[Records from a collection]
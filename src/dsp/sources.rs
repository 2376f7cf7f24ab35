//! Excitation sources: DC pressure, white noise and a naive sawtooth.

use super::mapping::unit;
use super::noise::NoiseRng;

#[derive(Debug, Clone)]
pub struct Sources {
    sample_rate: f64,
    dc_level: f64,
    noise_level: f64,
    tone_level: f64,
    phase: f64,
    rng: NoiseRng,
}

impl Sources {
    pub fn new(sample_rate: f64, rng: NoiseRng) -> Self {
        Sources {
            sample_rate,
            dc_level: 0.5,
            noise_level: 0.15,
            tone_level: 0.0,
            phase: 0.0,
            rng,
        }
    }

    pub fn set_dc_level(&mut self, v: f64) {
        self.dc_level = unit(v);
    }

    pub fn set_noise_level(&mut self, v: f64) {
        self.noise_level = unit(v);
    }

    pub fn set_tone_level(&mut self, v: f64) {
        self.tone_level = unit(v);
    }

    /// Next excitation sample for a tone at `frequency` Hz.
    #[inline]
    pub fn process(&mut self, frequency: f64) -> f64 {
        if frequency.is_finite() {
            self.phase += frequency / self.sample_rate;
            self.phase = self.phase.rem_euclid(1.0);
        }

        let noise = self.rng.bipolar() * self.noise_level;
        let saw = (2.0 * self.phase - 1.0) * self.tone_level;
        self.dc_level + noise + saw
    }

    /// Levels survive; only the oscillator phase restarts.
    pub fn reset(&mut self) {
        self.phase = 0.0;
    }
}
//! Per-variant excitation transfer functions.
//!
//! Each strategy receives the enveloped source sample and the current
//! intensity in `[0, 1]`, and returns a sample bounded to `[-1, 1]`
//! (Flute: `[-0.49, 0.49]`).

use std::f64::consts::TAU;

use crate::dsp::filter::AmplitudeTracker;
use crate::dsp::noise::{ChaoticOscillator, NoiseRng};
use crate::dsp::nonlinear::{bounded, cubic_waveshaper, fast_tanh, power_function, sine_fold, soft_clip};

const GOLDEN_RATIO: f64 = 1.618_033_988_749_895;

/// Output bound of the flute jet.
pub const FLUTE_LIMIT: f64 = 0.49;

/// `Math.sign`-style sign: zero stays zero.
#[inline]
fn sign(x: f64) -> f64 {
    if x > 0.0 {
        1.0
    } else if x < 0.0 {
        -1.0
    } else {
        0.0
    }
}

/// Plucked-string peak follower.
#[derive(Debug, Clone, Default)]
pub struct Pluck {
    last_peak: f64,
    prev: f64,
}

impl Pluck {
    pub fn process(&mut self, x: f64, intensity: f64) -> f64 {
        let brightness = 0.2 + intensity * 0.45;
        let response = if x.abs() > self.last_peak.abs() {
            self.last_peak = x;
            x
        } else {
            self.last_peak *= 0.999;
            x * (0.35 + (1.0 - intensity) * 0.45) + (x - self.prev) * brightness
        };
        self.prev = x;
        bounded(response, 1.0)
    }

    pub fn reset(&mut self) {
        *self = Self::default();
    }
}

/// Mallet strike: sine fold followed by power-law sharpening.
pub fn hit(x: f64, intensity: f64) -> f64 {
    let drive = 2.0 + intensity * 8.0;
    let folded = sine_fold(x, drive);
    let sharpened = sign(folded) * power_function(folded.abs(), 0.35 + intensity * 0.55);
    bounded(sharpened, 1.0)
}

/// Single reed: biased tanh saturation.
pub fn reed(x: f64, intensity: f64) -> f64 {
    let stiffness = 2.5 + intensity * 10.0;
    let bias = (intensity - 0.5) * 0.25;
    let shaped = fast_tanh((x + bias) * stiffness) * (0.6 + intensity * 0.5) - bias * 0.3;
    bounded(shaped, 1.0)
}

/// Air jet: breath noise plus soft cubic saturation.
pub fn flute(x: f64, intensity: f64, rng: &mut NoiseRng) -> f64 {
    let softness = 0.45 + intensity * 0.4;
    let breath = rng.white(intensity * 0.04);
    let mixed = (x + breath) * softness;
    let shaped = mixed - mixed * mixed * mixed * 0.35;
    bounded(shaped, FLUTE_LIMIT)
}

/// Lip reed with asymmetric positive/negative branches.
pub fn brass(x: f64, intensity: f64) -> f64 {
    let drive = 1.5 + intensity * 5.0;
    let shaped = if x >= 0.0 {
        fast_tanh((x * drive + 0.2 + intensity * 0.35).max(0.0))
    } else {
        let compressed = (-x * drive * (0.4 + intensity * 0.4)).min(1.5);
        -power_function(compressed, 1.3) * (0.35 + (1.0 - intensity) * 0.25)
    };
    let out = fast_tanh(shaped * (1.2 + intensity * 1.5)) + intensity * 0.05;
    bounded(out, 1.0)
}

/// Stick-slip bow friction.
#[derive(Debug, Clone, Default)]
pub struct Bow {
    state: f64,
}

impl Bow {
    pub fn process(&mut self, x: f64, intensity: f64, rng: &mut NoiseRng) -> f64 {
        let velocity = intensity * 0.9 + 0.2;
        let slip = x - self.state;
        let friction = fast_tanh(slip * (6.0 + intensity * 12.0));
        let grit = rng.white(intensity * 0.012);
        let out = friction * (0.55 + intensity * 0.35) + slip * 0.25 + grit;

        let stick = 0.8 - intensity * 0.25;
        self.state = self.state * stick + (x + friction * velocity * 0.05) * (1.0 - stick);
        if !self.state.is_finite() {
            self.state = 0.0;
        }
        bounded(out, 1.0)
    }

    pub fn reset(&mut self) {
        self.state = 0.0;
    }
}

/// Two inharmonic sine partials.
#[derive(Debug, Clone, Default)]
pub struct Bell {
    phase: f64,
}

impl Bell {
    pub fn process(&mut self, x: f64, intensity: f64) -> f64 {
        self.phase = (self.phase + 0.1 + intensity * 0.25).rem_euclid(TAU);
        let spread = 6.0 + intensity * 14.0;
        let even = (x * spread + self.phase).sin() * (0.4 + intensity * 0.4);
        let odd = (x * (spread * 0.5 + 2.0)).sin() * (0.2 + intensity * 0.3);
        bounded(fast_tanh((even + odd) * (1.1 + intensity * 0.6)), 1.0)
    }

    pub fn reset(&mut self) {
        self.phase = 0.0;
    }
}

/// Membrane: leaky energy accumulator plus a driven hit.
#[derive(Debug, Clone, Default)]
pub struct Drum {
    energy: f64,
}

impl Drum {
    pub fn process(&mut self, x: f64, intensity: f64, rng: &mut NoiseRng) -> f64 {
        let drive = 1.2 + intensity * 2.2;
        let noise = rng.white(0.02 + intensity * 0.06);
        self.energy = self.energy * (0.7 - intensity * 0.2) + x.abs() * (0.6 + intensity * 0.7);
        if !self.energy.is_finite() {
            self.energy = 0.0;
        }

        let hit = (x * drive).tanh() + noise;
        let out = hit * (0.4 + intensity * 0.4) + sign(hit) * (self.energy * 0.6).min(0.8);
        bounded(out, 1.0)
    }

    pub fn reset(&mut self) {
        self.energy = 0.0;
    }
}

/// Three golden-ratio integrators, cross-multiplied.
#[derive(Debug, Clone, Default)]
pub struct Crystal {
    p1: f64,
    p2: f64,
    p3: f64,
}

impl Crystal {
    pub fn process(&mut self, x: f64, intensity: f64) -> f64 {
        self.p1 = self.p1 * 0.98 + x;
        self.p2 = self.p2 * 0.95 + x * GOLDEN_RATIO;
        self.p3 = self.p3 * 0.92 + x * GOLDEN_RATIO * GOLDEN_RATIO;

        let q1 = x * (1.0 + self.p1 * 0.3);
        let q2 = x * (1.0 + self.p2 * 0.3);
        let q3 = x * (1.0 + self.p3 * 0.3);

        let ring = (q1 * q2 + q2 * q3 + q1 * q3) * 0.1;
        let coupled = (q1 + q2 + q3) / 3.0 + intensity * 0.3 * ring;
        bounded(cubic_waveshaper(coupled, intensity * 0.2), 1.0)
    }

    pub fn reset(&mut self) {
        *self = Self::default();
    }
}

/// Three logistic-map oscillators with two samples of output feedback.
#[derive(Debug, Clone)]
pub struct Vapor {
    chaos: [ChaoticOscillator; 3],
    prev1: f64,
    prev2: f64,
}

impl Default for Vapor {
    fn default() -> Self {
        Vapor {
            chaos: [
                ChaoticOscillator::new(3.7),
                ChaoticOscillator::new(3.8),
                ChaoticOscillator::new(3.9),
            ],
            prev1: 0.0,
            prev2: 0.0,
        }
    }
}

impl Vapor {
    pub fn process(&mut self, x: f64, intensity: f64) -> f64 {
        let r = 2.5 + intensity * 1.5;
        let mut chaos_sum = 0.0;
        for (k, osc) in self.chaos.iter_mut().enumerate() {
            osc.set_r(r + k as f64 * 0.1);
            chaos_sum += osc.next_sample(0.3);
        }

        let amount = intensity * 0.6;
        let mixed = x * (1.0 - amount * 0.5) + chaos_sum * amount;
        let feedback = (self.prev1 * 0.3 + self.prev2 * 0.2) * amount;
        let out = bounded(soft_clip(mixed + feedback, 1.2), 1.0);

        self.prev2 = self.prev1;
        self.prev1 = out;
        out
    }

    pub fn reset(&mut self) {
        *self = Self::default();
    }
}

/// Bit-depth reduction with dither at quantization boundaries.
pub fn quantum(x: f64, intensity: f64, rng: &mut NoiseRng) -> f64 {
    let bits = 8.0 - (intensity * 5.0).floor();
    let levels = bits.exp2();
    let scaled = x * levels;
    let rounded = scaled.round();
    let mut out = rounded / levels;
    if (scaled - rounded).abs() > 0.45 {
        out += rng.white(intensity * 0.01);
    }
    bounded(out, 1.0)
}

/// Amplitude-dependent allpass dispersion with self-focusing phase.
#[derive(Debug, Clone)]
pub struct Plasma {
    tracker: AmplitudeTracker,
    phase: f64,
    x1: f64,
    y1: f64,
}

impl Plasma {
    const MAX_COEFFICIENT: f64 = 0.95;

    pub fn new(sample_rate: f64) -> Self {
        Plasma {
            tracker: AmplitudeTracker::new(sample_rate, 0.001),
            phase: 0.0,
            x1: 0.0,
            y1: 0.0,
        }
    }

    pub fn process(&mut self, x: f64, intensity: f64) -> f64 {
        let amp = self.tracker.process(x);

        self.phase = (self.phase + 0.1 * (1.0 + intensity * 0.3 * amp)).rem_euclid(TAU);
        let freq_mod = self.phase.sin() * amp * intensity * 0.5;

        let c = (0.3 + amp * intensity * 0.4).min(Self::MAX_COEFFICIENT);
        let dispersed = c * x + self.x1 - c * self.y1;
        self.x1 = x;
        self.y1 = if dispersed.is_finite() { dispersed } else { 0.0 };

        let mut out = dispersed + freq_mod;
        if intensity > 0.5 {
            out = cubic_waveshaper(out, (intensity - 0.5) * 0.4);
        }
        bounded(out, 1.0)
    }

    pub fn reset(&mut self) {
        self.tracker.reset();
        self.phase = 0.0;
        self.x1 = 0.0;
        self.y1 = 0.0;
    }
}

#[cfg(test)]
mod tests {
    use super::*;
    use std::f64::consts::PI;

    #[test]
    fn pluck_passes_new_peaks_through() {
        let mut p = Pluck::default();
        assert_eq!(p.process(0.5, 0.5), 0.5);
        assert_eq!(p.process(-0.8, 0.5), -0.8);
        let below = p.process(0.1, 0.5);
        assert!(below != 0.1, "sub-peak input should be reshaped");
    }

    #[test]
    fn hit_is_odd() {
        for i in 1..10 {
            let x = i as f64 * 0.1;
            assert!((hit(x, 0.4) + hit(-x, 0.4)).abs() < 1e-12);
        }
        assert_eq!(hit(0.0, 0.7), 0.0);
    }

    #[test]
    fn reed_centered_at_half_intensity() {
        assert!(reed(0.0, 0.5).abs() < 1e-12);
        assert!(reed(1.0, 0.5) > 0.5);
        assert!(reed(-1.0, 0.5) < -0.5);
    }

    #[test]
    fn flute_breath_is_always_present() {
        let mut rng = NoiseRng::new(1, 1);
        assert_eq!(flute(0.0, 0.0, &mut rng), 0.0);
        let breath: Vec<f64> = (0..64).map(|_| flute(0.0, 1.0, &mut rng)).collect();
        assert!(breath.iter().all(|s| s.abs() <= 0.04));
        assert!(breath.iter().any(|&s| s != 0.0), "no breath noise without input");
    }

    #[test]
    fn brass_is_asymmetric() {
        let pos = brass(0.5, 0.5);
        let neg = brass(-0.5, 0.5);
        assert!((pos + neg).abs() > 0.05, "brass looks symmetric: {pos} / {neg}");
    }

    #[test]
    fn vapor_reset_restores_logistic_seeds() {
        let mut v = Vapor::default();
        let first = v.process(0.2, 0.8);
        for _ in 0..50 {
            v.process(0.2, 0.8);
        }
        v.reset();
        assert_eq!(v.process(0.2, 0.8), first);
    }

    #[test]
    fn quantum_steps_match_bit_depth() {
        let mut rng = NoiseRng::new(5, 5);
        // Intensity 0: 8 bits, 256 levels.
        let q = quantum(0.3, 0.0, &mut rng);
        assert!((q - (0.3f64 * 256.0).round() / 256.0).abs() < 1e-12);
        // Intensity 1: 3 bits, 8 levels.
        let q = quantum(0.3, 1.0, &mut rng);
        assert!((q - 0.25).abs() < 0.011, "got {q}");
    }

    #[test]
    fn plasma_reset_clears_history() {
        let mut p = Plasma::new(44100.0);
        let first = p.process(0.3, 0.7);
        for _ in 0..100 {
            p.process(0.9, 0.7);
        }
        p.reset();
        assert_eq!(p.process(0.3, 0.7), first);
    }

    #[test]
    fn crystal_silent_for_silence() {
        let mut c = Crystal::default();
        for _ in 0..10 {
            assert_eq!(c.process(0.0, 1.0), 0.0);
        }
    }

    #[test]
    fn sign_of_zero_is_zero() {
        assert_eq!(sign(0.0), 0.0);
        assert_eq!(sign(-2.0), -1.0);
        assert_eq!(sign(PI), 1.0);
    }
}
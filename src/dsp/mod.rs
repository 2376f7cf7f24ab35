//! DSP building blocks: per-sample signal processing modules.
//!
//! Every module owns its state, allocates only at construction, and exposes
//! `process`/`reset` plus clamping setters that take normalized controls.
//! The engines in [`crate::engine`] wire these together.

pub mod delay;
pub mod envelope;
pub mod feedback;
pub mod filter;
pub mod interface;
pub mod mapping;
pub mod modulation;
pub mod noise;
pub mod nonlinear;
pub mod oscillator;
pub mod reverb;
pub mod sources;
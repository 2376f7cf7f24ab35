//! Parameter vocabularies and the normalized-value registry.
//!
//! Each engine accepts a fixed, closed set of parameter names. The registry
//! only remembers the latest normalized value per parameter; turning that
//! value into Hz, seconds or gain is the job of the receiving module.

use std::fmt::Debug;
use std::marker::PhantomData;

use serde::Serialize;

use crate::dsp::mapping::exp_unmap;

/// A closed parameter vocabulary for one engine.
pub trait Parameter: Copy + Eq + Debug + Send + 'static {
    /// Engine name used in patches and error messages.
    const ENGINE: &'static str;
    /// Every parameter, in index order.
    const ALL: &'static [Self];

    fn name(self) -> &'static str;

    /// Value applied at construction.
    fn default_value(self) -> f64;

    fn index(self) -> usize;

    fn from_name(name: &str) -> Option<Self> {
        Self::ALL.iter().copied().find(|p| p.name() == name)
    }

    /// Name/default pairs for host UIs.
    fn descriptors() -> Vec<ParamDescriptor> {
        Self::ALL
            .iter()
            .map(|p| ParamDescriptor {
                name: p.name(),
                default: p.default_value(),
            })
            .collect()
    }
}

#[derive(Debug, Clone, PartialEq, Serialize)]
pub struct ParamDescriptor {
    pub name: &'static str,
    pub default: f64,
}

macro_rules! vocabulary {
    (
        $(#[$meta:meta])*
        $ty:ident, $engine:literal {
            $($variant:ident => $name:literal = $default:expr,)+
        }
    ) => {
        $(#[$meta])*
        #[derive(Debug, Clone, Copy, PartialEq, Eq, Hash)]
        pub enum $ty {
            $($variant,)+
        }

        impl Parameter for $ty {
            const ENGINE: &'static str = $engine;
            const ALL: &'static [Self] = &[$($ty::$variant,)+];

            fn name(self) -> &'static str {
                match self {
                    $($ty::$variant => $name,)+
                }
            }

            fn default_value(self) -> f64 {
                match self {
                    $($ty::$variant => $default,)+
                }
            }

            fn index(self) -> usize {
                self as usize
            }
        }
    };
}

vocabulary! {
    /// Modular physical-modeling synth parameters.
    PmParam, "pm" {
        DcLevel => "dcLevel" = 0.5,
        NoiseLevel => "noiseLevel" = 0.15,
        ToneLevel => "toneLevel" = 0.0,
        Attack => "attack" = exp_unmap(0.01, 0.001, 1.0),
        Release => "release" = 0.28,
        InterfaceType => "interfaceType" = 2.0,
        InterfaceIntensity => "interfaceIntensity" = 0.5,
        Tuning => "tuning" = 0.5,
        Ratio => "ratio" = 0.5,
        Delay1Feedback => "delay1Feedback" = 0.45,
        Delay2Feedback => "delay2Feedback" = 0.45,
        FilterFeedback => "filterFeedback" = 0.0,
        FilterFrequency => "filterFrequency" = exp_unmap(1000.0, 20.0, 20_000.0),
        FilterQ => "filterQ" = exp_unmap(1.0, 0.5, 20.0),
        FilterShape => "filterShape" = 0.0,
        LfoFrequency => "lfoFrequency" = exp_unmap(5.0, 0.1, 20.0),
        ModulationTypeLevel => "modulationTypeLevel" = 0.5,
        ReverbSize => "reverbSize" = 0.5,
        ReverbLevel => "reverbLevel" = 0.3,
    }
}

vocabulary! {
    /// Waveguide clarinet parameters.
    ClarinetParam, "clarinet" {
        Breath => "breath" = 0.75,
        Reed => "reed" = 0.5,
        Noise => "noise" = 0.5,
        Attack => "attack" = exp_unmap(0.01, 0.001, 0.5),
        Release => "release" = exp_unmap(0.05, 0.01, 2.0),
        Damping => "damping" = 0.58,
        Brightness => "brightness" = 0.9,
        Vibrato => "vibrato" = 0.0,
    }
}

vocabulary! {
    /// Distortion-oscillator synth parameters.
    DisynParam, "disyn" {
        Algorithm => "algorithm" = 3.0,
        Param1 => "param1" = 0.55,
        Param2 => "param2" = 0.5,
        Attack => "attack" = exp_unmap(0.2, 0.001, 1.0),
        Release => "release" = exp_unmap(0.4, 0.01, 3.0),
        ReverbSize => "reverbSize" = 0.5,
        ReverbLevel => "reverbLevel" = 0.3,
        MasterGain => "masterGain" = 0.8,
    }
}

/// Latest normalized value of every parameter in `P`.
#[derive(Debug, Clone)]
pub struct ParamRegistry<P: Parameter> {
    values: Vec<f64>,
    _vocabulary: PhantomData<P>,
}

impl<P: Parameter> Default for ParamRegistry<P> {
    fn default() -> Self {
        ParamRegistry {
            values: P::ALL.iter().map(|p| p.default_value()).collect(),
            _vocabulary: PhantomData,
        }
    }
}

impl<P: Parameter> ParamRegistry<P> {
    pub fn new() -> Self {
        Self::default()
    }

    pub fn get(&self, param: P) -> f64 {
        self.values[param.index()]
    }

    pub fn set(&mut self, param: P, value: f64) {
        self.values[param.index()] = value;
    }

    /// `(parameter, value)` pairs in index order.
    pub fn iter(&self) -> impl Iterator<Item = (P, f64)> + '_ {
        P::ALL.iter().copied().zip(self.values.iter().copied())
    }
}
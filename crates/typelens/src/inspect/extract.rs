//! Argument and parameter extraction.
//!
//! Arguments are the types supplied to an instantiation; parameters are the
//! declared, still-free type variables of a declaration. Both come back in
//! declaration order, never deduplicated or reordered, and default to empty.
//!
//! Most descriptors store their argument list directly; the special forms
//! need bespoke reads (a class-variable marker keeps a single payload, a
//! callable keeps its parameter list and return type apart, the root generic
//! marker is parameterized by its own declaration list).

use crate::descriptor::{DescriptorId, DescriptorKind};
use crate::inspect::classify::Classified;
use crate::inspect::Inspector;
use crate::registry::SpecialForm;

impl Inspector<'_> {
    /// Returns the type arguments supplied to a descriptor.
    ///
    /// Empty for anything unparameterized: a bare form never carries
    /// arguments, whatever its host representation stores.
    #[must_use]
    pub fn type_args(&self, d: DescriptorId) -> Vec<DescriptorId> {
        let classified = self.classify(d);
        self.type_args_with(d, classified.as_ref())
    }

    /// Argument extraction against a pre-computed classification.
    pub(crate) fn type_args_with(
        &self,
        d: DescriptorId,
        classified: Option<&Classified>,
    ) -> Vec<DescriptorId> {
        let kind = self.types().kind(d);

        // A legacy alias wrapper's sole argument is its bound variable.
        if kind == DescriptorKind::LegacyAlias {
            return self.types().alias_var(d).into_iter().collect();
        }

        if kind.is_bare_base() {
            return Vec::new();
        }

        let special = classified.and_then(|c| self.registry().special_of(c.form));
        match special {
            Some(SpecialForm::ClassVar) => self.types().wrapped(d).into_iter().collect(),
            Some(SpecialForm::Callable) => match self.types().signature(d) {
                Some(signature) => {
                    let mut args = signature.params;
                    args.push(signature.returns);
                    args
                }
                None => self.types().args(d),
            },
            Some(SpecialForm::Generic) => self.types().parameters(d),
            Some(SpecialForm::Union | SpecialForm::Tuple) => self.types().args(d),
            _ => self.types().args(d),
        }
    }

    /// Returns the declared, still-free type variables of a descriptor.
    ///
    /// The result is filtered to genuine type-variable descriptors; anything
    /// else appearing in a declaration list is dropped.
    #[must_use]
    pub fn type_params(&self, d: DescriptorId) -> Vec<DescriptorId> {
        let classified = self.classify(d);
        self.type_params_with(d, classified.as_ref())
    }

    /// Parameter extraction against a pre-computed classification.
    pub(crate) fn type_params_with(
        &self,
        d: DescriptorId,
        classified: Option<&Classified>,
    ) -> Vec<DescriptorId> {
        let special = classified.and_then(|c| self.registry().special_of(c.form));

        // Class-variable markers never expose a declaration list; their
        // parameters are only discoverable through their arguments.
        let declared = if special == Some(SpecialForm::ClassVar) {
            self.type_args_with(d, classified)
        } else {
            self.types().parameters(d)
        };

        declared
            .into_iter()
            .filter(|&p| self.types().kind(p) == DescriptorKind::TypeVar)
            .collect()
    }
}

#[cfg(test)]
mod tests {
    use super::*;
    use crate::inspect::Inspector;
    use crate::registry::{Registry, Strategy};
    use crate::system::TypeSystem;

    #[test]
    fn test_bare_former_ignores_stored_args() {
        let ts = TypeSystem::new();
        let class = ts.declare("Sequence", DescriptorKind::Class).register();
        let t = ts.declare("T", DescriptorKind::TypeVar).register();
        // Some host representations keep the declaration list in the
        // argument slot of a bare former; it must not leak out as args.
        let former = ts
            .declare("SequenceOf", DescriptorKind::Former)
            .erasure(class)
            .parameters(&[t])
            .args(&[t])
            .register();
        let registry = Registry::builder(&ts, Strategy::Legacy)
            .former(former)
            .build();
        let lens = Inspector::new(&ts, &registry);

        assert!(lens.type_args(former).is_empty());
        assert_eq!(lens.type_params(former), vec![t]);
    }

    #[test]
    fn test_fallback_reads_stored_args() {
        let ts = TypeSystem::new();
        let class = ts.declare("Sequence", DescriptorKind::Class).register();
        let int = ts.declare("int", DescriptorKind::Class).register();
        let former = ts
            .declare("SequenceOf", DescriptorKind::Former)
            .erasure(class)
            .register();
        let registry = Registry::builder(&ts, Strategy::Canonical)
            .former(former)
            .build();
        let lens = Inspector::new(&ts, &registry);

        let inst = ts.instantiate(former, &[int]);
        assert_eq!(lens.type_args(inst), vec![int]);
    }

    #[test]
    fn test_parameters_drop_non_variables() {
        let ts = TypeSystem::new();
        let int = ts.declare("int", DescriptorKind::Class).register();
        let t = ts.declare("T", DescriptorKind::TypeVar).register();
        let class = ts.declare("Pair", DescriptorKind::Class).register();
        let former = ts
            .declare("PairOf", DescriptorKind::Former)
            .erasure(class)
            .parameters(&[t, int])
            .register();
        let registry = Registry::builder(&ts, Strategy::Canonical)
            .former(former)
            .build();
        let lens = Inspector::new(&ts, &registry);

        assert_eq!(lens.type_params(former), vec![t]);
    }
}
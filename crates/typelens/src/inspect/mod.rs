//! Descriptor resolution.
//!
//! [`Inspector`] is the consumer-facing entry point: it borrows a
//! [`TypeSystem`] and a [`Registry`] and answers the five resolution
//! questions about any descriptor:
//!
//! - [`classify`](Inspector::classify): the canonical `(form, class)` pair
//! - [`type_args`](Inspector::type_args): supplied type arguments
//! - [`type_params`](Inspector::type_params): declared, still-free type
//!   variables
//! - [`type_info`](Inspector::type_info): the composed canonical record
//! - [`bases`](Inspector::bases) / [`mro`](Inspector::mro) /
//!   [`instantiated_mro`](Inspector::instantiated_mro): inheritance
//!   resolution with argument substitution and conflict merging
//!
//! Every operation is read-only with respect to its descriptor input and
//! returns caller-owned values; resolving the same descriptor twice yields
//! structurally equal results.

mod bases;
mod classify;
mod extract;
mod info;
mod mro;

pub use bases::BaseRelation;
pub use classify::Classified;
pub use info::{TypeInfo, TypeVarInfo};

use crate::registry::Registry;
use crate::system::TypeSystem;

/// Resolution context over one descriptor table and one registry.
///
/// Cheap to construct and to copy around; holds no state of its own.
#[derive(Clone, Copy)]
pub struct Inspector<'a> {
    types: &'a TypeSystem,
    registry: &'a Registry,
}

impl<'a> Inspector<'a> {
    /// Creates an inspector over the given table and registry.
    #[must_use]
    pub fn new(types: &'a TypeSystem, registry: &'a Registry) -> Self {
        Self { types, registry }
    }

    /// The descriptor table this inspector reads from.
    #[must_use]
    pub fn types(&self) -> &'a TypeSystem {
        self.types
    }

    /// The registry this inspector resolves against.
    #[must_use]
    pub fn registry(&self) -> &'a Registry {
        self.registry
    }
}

### WHAT YOU HAVE TO DO
Report how many lines of the records hold the word "spread", and supply no other text.

### FINISHED TASK
3